Fasilitas Jaminan Kesehatan Masyarakat seperti surat keterangan tidak mampu dan jaminan sosial (melalui BPJS) memang bisa membebaskan keluarga pasien dari sebagian besar tagihan biaya perawatan. Namun, kerap ada obat tertentu yang tidak masuk dalam tanggungan jaminan sosial sehingga keluarga pasien tetap harus membelinya sendiri.

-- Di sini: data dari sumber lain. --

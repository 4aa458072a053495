//! Merge configuration.

use crate::error::{MergeError, MergeResult};
use serde::{Deserialize, Serialize};

/// What to do with incoming attributes the schema does not declare.
#[derive(Debug, Clone, Copy, Default, PartialEq, Eq, Serialize, Deserialize)]
#[serde(rename_all = "snake_case")]
pub enum UnknownAttributePolicy {
    /// Skip them and log at debug level.
    #[default]
    Ignore,
    /// Fail the merge with `UnknownAttribute`.
    Reject,
}

/// Configuration for a [`MergeEngine`](crate::MergeEngine).
///
/// Missing keys in a JSON document fall back to the defaults.
#[derive(Debug, Clone, PartialEq, Eq, Serialize, Deserialize)]
#[serde(default, deny_unknown_fields)]
pub struct MergeOptions {
    pub unknown_attributes: UnknownAttributePolicy,
    /// Check primitive values against the declared primitive type.
    pub check_primitive_types: bool,
    /// Relink a many-to-one slot instead of updating the current child when
    /// the incoming identifier differs from the child's.
    pub relink_on_identity_change: bool,
}

impl Default for MergeOptions {
    fn default() -> Self {
        Self {
            unknown_attributes: UnknownAttributePolicy::Ignore,
            check_primitive_types: true,
            relink_on_identity_change: false,
        }
    }
}

impl MergeOptions {
    pub fn new() -> Self {
        Self::default()
    }

    /// Reject unknown attributes and check primitive types.
    pub fn strict() -> Self {
        Self {
            unknown_attributes: UnknownAttributePolicy::Reject,
            check_primitive_types: true,
            ..Self::default()
        }
    }

    pub fn from_json(source: &str) -> MergeResult<Self> {
        serde_json::from_str(source).map_err(|e| MergeError::InvalidOptions(e.to_string()))
    }

    pub fn with_unknown_attributes(mut self, policy: UnknownAttributePolicy) -> Self {
        self.unknown_attributes = policy;
        self
    }

    pub fn with_primitive_type_checks(mut self, enabled: bool) -> Self {
        self.check_primitive_types = enabled;
        self
    }

    pub fn with_relink_on_identity_change(mut self, enabled: bool) -> Self {
        self.relink_on_identity_change = enabled;
        self
    }
}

Pria berdarah Ambon-Jawa ini berkomitmen mengurangi kecenderungan orangtua yang terpaksa memulangkan anaknya dari rumah sakit karena alasan biaya. Alangkah pilu hatinya jika ia mendengar orangtua pasien yang mengatakan, “Dok, izinkan anak kami pulang karena kami tak sanggup lagi membiayai perawatannya. Mungkin sudah nasib anak kami tak bisa dirawat tuntas lalu meninggal di rumah.”
“Hati Anda pun pasti terenyuh jika mendengar ucapan seperti itu,” ujar Edi saat ditemui di RSKD, beberapa waktu lalu.

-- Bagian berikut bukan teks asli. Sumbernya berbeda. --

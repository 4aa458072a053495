//! graft Graph
//!
//! In-memory entity store. Entities are nodes keyed by [`EntityHandle`],
//! indexed by type key and by domain identifier, and linked through named
//! single-valued slots and multi-valued collections.
//!
//! [`Graph`] implements [`graft_core::EntityStore`], so it can back a merge
//! directly; it is also what the test suites merge into.
//!
//! [`EntityHandle`]: graft_core::EntityHandle

mod graph;
mod index;
mod node;
mod snapshot;

pub use graph::{EntityKey, Graph, ResolveMode};
pub use index::{IdentityIndex, TypeIndex};
pub use node::Node;
pub use snapshot::EntitySnapshot;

Ada lagi masalah lain yang mesti dihadapi pasien yang membutuhkan darah. Pada bulan puasa, kata Edi, biasanya pasokan darah untuk perawatan pasien turun. Edi mencoba mengatasi hal itu dengan menghubungi sukarelawan yang bekerja sebagai penyiar radio. Kebutuhan darah diumumkan dari ruang siaran dan didukung penyebaran informasi lewat media sosial.
Cara ini cukup efektif untuk menggalang dukungan. Biasanya, diumumkan pagi, sorenya saat waktu berbuka puasa tiba sudah datang sekitar 10 calon donor ke RSKD untuk menyumbangkan darahnya.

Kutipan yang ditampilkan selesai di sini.